- _Problem to solve_:
The string "PipelineError" may appear in lines of the listing. Report each line where it does.

### Available records

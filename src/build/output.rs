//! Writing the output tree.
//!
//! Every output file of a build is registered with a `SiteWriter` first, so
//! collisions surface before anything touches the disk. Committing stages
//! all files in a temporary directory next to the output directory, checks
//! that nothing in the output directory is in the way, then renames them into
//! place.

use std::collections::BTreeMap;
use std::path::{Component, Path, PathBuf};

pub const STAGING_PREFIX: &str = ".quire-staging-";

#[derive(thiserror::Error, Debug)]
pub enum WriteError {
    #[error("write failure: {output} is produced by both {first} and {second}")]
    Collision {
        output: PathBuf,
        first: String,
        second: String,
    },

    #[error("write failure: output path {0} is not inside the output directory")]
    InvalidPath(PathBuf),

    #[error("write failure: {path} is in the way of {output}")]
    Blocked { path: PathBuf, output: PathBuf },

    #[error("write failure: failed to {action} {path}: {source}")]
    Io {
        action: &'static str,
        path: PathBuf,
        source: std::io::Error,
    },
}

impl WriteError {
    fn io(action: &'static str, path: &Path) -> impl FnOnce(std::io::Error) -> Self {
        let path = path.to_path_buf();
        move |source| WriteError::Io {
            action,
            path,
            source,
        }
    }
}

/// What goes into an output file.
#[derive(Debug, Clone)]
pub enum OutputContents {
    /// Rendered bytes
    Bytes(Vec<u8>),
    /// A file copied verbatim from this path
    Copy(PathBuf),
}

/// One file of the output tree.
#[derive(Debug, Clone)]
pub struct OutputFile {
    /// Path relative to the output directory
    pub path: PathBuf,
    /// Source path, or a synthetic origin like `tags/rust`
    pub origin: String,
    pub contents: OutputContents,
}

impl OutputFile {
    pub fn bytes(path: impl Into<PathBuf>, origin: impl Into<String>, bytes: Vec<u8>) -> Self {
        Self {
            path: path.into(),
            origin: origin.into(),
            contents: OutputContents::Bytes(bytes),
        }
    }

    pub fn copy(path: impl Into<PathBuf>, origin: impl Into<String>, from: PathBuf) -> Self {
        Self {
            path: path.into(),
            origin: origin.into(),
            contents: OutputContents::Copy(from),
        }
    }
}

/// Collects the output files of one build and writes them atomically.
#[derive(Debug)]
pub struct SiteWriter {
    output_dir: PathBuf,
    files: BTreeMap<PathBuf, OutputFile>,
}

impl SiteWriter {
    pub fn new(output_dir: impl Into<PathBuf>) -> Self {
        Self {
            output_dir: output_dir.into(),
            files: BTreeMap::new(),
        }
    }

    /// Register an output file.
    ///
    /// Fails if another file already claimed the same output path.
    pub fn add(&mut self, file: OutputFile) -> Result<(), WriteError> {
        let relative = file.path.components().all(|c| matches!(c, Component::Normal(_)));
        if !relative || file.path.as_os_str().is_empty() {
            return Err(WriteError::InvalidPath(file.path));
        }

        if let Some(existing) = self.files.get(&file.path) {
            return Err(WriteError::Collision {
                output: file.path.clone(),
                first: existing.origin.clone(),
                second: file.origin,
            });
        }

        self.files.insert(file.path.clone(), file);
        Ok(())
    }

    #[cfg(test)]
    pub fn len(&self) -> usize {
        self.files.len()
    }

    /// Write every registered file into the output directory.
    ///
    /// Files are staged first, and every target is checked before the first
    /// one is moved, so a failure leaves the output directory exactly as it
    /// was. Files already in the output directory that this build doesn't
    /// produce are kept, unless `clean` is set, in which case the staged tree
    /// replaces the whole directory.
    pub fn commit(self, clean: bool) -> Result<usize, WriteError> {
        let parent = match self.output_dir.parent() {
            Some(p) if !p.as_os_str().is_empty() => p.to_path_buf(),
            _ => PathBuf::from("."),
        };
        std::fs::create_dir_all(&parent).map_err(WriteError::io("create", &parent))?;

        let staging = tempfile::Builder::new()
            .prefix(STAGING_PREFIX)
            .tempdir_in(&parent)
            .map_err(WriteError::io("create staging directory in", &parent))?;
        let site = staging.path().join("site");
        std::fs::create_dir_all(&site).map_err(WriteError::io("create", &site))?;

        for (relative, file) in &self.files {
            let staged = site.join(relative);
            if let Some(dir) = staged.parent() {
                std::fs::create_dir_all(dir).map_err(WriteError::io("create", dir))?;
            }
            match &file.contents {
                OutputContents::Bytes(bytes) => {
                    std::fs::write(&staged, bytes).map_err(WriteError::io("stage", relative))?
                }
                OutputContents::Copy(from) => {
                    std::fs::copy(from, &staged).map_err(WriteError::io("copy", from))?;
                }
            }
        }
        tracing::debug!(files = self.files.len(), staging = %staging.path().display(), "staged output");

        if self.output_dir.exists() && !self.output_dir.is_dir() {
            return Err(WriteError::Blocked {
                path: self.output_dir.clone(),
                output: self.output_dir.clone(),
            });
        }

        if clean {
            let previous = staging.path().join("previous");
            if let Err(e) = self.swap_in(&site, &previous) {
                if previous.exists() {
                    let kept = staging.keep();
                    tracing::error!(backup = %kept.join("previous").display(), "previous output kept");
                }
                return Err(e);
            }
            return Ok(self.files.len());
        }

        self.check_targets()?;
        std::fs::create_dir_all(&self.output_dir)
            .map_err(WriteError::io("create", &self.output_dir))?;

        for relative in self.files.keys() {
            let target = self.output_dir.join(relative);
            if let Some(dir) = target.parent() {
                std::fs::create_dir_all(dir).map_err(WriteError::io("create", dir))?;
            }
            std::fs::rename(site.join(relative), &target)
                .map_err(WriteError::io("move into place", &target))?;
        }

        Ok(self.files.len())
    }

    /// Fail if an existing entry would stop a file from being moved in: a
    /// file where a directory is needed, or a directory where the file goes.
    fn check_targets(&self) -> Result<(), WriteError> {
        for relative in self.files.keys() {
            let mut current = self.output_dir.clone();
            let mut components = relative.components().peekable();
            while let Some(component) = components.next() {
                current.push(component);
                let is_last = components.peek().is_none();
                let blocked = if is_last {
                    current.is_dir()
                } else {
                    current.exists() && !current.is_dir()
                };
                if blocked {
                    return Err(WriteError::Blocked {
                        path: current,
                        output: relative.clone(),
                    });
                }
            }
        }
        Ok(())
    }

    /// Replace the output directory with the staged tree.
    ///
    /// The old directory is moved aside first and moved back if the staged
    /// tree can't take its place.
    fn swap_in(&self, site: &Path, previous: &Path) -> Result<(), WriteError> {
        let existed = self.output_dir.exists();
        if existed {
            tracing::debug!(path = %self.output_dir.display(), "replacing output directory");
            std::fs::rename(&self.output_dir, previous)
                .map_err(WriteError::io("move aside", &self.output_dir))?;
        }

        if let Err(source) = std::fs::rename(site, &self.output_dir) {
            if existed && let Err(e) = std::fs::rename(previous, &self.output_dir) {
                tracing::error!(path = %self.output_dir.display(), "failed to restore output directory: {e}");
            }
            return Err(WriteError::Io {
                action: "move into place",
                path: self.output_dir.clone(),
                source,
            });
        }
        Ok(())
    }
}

######
### Available records

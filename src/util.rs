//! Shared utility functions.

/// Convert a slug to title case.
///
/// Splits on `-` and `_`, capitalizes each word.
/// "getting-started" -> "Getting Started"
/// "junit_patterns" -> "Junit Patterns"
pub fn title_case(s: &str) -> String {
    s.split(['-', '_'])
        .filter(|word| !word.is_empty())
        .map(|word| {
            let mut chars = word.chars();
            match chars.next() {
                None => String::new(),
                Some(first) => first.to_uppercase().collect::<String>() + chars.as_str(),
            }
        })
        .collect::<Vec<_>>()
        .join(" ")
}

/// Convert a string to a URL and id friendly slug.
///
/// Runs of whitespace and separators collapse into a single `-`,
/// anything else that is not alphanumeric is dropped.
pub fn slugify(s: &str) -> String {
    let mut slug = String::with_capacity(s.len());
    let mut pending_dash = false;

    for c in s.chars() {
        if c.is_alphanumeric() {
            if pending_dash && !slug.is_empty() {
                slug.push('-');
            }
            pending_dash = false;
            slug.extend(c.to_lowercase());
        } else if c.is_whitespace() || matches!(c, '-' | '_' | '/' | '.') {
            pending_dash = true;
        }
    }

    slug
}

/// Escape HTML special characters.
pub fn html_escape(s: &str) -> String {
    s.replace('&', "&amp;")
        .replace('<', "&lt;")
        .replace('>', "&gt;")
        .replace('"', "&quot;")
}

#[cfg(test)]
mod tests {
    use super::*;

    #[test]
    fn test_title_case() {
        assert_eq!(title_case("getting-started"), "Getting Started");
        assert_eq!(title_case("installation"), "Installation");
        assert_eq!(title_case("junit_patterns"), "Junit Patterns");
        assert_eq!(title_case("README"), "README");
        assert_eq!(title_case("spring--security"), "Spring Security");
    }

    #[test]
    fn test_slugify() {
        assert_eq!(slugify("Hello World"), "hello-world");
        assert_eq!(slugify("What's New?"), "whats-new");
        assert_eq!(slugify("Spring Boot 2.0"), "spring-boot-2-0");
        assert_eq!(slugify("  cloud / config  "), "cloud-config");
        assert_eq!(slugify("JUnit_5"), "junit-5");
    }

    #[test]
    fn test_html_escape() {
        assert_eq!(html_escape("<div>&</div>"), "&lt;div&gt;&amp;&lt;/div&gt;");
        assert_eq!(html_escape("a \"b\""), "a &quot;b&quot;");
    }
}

######
### Available records

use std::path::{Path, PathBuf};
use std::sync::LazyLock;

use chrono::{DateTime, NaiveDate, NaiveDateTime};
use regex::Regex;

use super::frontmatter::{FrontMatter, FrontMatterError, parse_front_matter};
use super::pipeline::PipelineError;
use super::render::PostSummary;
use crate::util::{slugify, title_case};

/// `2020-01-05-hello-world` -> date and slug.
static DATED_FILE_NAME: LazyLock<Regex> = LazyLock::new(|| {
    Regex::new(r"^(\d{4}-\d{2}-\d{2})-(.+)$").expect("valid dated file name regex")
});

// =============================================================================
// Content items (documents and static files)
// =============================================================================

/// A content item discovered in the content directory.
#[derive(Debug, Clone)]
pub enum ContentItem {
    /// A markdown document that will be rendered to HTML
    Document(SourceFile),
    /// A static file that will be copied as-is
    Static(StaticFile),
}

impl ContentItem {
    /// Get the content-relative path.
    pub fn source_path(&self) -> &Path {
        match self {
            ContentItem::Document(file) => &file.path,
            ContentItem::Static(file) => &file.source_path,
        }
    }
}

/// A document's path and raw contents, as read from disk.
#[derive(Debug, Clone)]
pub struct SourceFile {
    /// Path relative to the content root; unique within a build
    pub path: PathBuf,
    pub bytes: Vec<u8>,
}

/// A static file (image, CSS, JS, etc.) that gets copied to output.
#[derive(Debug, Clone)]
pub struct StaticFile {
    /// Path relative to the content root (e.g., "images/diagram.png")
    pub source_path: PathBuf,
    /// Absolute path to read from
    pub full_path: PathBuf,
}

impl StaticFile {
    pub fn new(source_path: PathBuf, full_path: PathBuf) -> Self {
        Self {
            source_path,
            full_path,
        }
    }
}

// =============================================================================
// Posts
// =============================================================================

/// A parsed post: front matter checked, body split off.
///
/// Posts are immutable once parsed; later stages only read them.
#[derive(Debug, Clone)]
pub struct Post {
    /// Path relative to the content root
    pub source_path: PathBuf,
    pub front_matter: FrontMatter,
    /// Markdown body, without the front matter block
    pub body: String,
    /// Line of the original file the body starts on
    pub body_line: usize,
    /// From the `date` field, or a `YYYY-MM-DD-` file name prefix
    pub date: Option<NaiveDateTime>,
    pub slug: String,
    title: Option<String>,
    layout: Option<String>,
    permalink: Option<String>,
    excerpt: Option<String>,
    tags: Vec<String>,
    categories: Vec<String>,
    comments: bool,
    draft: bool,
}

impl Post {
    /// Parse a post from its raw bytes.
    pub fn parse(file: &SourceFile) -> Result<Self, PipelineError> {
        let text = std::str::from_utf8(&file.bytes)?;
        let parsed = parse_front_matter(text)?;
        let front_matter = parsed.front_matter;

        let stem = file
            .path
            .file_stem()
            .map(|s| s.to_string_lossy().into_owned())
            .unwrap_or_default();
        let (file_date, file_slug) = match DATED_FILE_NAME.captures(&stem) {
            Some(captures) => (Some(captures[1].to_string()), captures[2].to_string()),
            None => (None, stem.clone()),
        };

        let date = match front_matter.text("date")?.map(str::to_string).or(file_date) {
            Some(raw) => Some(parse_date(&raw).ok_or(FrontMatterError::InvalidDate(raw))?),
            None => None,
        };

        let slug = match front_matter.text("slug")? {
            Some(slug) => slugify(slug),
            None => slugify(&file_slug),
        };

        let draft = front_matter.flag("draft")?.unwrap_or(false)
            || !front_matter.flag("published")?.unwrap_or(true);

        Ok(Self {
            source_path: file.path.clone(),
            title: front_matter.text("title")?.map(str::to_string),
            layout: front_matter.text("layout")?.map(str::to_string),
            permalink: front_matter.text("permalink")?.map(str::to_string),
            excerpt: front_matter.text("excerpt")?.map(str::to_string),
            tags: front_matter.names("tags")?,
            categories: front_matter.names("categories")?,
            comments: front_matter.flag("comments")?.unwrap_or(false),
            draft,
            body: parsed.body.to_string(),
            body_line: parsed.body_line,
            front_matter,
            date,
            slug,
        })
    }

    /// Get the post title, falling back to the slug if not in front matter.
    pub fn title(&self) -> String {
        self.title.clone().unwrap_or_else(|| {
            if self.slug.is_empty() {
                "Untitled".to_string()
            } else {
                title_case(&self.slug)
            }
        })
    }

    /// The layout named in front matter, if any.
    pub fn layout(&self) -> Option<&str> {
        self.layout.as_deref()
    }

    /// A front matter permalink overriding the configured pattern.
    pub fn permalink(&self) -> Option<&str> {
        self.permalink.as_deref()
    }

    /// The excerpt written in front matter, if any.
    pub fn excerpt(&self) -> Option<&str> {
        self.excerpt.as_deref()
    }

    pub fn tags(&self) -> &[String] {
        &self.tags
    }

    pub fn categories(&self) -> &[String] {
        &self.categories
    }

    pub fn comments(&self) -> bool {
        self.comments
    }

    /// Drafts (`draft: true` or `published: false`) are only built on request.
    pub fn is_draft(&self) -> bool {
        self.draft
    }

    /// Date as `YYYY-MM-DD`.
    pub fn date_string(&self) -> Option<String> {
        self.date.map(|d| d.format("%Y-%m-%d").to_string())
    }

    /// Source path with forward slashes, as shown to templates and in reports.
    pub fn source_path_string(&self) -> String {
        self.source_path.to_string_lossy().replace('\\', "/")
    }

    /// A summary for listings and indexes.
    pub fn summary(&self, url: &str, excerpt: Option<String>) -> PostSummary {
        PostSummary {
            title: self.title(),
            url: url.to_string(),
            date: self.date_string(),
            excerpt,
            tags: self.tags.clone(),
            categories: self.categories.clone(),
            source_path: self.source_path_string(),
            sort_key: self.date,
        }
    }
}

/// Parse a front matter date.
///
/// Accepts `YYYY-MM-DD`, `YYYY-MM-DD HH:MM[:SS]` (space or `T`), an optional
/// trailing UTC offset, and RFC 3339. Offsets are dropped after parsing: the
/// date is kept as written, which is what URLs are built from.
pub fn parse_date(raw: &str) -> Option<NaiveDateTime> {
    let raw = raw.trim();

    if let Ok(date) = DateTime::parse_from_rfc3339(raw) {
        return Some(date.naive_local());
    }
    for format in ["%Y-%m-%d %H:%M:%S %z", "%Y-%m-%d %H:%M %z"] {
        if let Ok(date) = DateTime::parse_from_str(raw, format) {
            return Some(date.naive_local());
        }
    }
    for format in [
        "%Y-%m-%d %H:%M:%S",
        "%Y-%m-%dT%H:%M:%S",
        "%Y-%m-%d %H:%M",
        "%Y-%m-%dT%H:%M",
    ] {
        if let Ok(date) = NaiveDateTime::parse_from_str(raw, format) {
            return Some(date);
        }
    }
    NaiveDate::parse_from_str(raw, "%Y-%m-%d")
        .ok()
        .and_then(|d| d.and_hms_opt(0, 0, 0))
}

######

- _Task answer_:
use super::pipeline::PipelineError;
    pub fn parse(file: &SourceFile) -> Result<Self, PipelineError> {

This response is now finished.